MPSC analisa votação de pacote emergencial de Florianópolis

Da Coluna de Fabio Gadotti (ND, 22/02/2021)

A 32ª Promotoria de Justiça da Capital abriu um procedimento para apurar eventuais ilegalidades ou inconstitucionalidades nas mudanças no Código de Obras, aprovadas pela Câmara no final de janeiro durante a votação do pacote emergencial enviado pelo prefeito Gean Loureiro (DEM).

A determinação é do titular, promotor Paulo Antônio Locatelli, que pediu a cópia integral de todo o processo legislativo que teve como desfecho a sanção da lei complementar 707/2021. O objetivo é analisar todas as alterações feitas na lei que estava em vigor, a LC 60/2000.

Nos dias 26 e 27 de janeiro, em sessões extras, a presidência da Câmara colocou em pauta seis propostas da prefeitura. Quatro foram aprovadas, uma foi rejeitada (Plano Diretor) e outra foi retirada de pauta pela Casa Civil.

Os questionamentos sobre as votações chegaram ao Ministério Público estadual por iniciativa dos vereadores Marcos José de Abreu (PSol), o Marquito; Afrânio Boppré (Psol), Carla Ayres (PT) e vereadoras do coletivo Bem Viver.

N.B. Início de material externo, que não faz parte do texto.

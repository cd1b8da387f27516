//! Per-agent statistics and the conjugate Gaussian posterior update.
//!
//! Sample statistics are recomputed from the full score history on every
//! update rather than accumulated incrementally. That trades an O(n) pass
//! for freedom from floating-point drift; score histories stay in the tens
//! to low hundreds, so the pass is trivial.

use crate::model::{AgentStats, PRIOR_MEAN, PRIOR_VARIANCE};

/// Observation-variance floor. A single observation (or a degenerate run of
/// identical scores) yields zero sample variance, which would drive the
/// posterior precision to infinity and collapse the posterior prematurely.
const OBSERVATION_VARIANCE_FLOOR: f64 = 0.1;

/// Arithmetic mean of `scores`; 0 for an empty history.
#[must_use]
pub fn sample_mean(scores: &[f64]) -> f64 {
    if scores.is_empty() {
        return 0.0;
    }
    #[allow(clippy::cast_precision_loss)]
    let n = scores.len() as f64;
    scores.iter().sum::<f64>() / n
}

/// `(n - 1)`-denominator sample variance of `scores`; 0 when `n <= 1`.
#[must_use]
pub fn sample_variance(scores: &[f64]) -> f64 {
    if scores.len() <= 1 {
        return 0.0;
    }
    #[allow(clippy::cast_precision_loss)]
    let n = scores.len() as f64;
    let mean = sample_mean(scores);
    scores.iter().map(|s| (s - mean).powi(2)).sum::<f64>() / (n - 1.0)
}

/// Append one score and refresh the agent's sample statistics and
/// Gaussian posterior.
///
/// The caller validates the score range; this function assumes
/// `score ∈ [0, 1]`.
pub fn record_score(agent: &mut AgentStats, score: f64) {
    agent.scores.push(score);
    agent.evaluations += 1;
    agent.mean_score = sample_mean(&agent.scores);
    agent.variance = sample_variance(&agent.scores);

    let (posterior_mean, posterior_variance) = posterior_update(
        agent.evaluations,
        agent.mean_score,
        agent.variance,
    );
    agent.posterior_mean = posterior_mean;
    agent.posterior_variance = posterior_variance;
}

/// Conjugate Gaussian-Gaussian update against the fixed prior
/// `N(PRIOR_MEAN, PRIOR_VARIANCE)`.
///
/// Returns `(posterior_mean, posterior_variance)`; the variance is strictly
/// positive for any finite input thanks to the observation-variance floor.
#[must_use]
pub fn posterior_update(evaluations: u32, mean_score: f64, variance: f64) -> (f64, f64) {
    let n = f64::from(evaluations);
    let obs_var = if variance > 0.0 {
        variance / n
    } else {
        OBSERVATION_VARIANCE_FLOOR
    };

    let posterior_precision = 1.0 / PRIOR_VARIANCE + n / obs_var;
    let posterior_variance = 1.0 / posterior_precision;
    let posterior_mean =
        posterior_variance * (PRIOR_MEAN / PRIOR_VARIANCE + n * mean_score / obs_var);

    (posterior_mean, posterior_variance)
}
use anyhow::Result;
use clap::Args;
use std::io::Write;
use std::path::Path;

use tourney_core::Tournament;
use tourney_core::store::StateStore;

use crate::cmd::persist;
use crate::output::{OutputMode, render, report_failure};

#[derive(Args, Debug, Default)]
pub struct WinnerArgs {}

/// Execute `tn winner`: compute the winner verdict from the current
/// posteriors. Refreshes the advisory last-check timestamp, so the record
/// is rewritten.
pub fn run_winner(_args: &WinnerArgs, output: OutputMode, project_root: &Path) -> Result<()> {
    let store = StateStore::new(project_root);
    let mut tournament = Tournament::from_state(store.load());

    let report = match tournament.winner() {
        Ok(report) => report,
        Err(err) => return Err(report_failure(output, err)),
    };

    persist(&store, &tournament.into_state());

    render(output, &report, |r, w| {
        let verdict = if r.complete { "decided" } else { "undecided" };
        writeln!(
            w,
            "Winner: {} ({verdict}, confidence {:.2})",
            r.winner_id, r.confidence
        )?;
        writeln!(
            w,
            "  mean={:.3} sd={:.3} 95% interval=[{:.3}, {:.3}]  ({} evaluations)",
            r.winner_stats.mean_score,
            r.winner_stats.std_dev,
            r.winner_stats.interval[0],
            r.winner_stats.interval[1],
            r.total_evaluations
        )
    })
}
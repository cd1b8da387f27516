#![forbid(unsafe_code)]
//! tourney-core library.
//!
//! Statistical engine for adaptive agent selection: a deterministic random
//! source, Gaussian posterior bookkeeping, Thompson-sampling selection, and
//! the convergence evaluator, plus the JSON persistence gateway that carries
//! tournament state across invocations.
//!
//! # Conventions
//!
//! - **Errors**: typed `thiserror` enums at module boundaries
//!   ([`error::TournamentError`], [`store::StoreError`]); `anyhow::Result`
//!   only at binary boundaries.
//! - **Logging**: `tracing` macros (`info!`, `warn!`, `debug!`).

pub mod convergence;
pub mod dist;
pub mod error;
pub mod model;
pub mod policy;
pub mod rng;
pub mod stats;
pub mod store;
pub mod tournament;

pub use error::TournamentError;
pub use model::{AgentStats, TournamentState};
pub use rng::RandomSource;
pub use tournament::Tournament;
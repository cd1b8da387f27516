//! Property tests for the statistical core: bookkeeping invariants,
//! posterior positivity, selection bounds, and seeded determinism.

use proptest::prelude::*;

use tourney_core::model::AgentStats;
use tourney_core::rng::RandomSource;
use tourney_core::stats::{record_score, sample_variance};
use tourney_core::{Tournament, TournamentError};

prop_compose! {
    /// A valid score in [0, 1].
    fn unit_score()(raw in 0.0f64..=1.0) -> f64 { raw }
}

proptest! {
    #[test]
    fn sample_variance_is_never_negative(scores in prop::collection::vec(unit_score(), 0..64)) {
        prop_assert!(sample_variance(&scores) >= 0.0);
    }

    #[test]
    fn recorded_history_bookkeeping_holds(scores in prop::collection::vec(unit_score(), 1..64)) {
        let mut agent = AgentStats::at_prior(0);
        for score in &scores {
            record_score(&mut agent, *score);
        }

        prop_assert_eq!(agent.scores.len(), agent.evaluations as usize);
        prop_assert_eq!(agent.scores.len(), scores.len());
        prop_assert!(agent.posterior_variance > 0.0);
        prop_assert!(agent.mean_score >= 0.0 && agent.mean_score <= 1.0);
    }

    #[test]
    fn selection_always_returns_a_roster_agent(
        seed in any::<i64>(),
        agent_count in 1usize..12,
    ) {
        let mut tournament = Tournament::initialize(agent_count, Some(seed))
            .expect("positive agent count");
        let picked = tournament.select_next().expect("initialized");

        let index: usize = picked
            .strip_prefix("agent_")
            .and_then(|s| s.parse().ok())
            .expect("id has the stable agent_<i> shape");
        prop_assert!(index < agent_count);
    }

    #[test]
    fn seeded_replay_is_deterministic(
        seed in any::<i64>(),
        scores in prop::collection::vec(unit_score(), 1..24),
    ) {
        let run = |seed: i64, scores: &[f64]| -> Vec<String> {
            let mut tournament = Tournament::initialize(3, Some(seed)).expect("init");
            let mut picks = Vec::new();
            for score in scores {
                let picked = tournament.select_next().expect("select");
                tournament.record_score(&picked, *score).expect("update");
                picks.push(picked);
            }
            picks
        };

        prop_assert_eq!(run(seed, &scores), run(seed, &scores));
    }

    #[test]
    fn rejected_scores_leave_no_trace(bad in prop_oneof![
        (-1000.0f64..-0.0001),
        (1.0001f64..1000.0),
    ]) {
        let mut tournament = Tournament::initialize(2, Some(1)).expect("init");
        let before = tournament.state().clone();

        let err = tournament
            .record_score("agent_0", bad)
            .expect_err("out-of-range score must fail");
        prop_assert_eq!(err, TournamentError::ScoreOutOfRange { score: bad });
        prop_assert_eq!(tournament.state(), &before);
    }

    #[test]
    fn uniform_stream_stays_in_unit_interval(seed in any::<i64>()) {
        let mut rng = RandomSource::seeded(seed);
        for _ in 0..256 {
            let value = rng.next_uniform();
            prop_assert!((0.0..1.0).contains(&value));
        }
    }
}
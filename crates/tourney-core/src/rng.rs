//! Random sources for selection sampling.
//!
//! Seeded tournaments use a small linear-congruential generator whose raw
//! state can be captured and restored, so the uniform stream continues
//! bit-identically across process invocations. Unseeded tournaments fall
//! back to the thread-local system generator and offer no reproducibility.

use rand::Rng as _;
use rand::rngs::ThreadRng;

/// Modulus for seed normalization: seeds land in `[1, 2^31 - 2]`.
const SEED_RANGE: i64 = 2_147_483_646;

const LCG_MULTIPLIER: u32 = 1_664_525;
const LCG_INCREMENT: u32 = 1_013_904_223;

/// Divisor mapping the full `u32` state space onto `[0, 1)`.
const TWO_POW_32: f64 = 4_294_967_296.0;

/// Tiny deterministic LCG with an externally restorable state.
///
/// Reproducible across platforms: all arithmetic is wrapping `u32`, and the
/// uniform output is an exact dyadic rational.
#[derive(Debug, Clone, Copy, PartialEq, Eq)]
pub struct LcgRng {
    state: u32,
}

impl LcgRng {
    /// Create a generator from a seed, normalized into `[1, 2^31 - 2]`.
    #[must_use]
    pub fn new(seed: i64) -> Self {
        // rem_euclid keeps negative seeds in range without branching.
        let normalized = seed.rem_euclid(SEED_RANGE) + 1;
        #[allow(clippy::cast_possible_truncation, clippy::cast_sign_loss)]
        let state = normalized as u32;
        Self { state }
    }

    /// Next uniform value in `[0, 1)`.
    pub fn next_uniform(&mut self) -> f64 {
        self.state = self
            .state
            .wrapping_mul(LCG_MULTIPLIER)
            .wrapping_add(LCG_INCREMENT);
        f64::from(self.state) / TWO_POW_32
    }

    /// The raw internal state, as advanced by the most recent draw.
    #[must_use]
    pub const fn state(&self) -> u32 {
        self.state
    }

    /// Restore a previously captured state.
    ///
    /// Two generators built from the same seed and restored to the same
    /// captured state produce bit-identical subsequent output.
    pub fn set_state(&mut self, state: u32) {
        self.state = state;
    }
}

/// The uniform source injected into every randomness-consuming operation.
#[derive(Debug, Clone)]
pub enum RandomSource {
    /// Deterministic, resumable stream for seeded tournaments.
    Seeded(LcgRng),
    /// Thread-local system generator; no state capture, no reproducibility.
    System(ThreadRng),
}

impl RandomSource {
    /// Deterministic source from an explicit seed.
    #[must_use]
    pub fn seeded(seed: i64) -> Self {
        Self::Seeded(LcgRng::new(seed))
    }

    /// Non-deterministic system source.
    #[must_use]
    pub fn system() -> Self {
        Self::System(rand::thread_rng())
    }

    /// Next uniform value in `[0, 1)`.
    pub fn next_uniform(&mut self) -> f64 {
        match self {
            Self::Seeded(lcg) => lcg.next_uniform(),
            Self::System(rng) => rng.gen_range(0.0..1.0),
        }
    }

    /// Capture the internal state, if this source is resumable.
    #[must_use]
    pub fn snapshot(&self) -> Option<u32> {
        match self {
            Self::Seeded(lcg) => Some(lcg.state()),
            Self::System(_) => None,
        }
    }

    /// Restore a captured state; a no-op for the system source.
    pub fn restore(&mut self, state: u32) {
        if let Self::Seeded(lcg) = self {
            lcg.set_state(state);
        }
    }
}

#[cfg(test)]
mod tests {
    use super::*;

    #[test]
    fn seed_normalizes_into_positive_range() {
        assert_eq!(LcgRng::new(0).state(), 1);
        assert_eq!(LcgRng::new(42).state(), 43);
        assert_eq!(LcgRng::new(SEED_RANGE).state(), 1);
        // Negative seeds wrap rather than producing a degenerate state.
        let negative = LcgRng::new(-5);
        assert!(negative.state() >= 1);
        assert!(i64::from(negative.state()) <= SEED_RANGE);
    }

    #[test]
    fn first_draw_matches_lcg_recurrence() {
        let mut rng = LcgRng::new(42);
        // state = 43 * 1664525 + 1013904223 (no 2^32 wrap for this seed).
        let value = rng.next_uniform();
        assert_eq!(rng.state(), 1_085_478_798);
        assert!((value - f64::from(1_085_478_798_u32) / 4_294_967_296.0).abs() < 1e-15);
    }

    #[test]
    fn uniform_stays_in_unit_interval() {
        let mut rng = LcgRng::new(7);
        for _ in 0..10_000 {
            let value = rng.next_uniform();
            assert!((0.0..1.0).contains(&value));
        }
    }

    #[test]
    fn same_seed_produces_identical_streams() {
        let mut a = LcgRng::new(1234);
        let mut b = LcgRng::new(1234);
        for _ in 0..100 {
            assert_eq!(a.next_uniform().to_bits(), b.next_uniform().to_bits());
        }
    }

    #[test]
    fn set_state_resumes_mid_stream() {
        let mut original = LcgRng::new(99);
        for _ in 0..5 {
            original.next_uniform();
        }
        let captured = original.state();
        let tail: Vec<f64> = (0..5).map(|_| original.next_uniform()).collect();

        let mut resumed = LcgRng::new(99);
        resumed.set_state(captured);
        let resumed_tail: Vec<f64> = (0..5).map(|_| resumed.next_uniform()).collect();

        assert_eq!(tail, resumed_tail);
    }

    #[test]
    fn seeded_source_snapshots_and_restores() {
        let mut source = RandomSource::seeded(7);
        source.next_uniform();
        let state = source.snapshot().expect("seeded source must snapshot");

        let mut other = RandomSource::seeded(7);
        other.restore(state);
        assert_eq!(other.snapshot(), Some(state));
        assert_eq!(
            source.next_uniform().to_bits(),
            other.next_uniform().to_bits()
        );
    }

    #[test]
    fn system_source_has_no_snapshot() {
        let mut source = RandomSource::system();
        let value = source.next_uniform();
        assert!((0.0..1.0).contains(&value));
        assert_eq!(source.snapshot(), None);
    }
}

Os outros projetos que viraram lei durante a convocação extraordinária foram redistribuídos por Locatelli para análise de outras promotorias especializadas.

A autorização para venda de imóveis públicos municipais para capitalização da previdência municipal, transformada na lei 10.774/2021, foi encaminhada à 31ª Promotoria, especializada na Defesa da Moralidade Administrativa.

Já o texto que alterou a composição do Conselho Municipal de Educação foi para a 25ª PJ. E a polêmica proposta que mexeu com a Comcap será avaliada pela 12ª promotoria.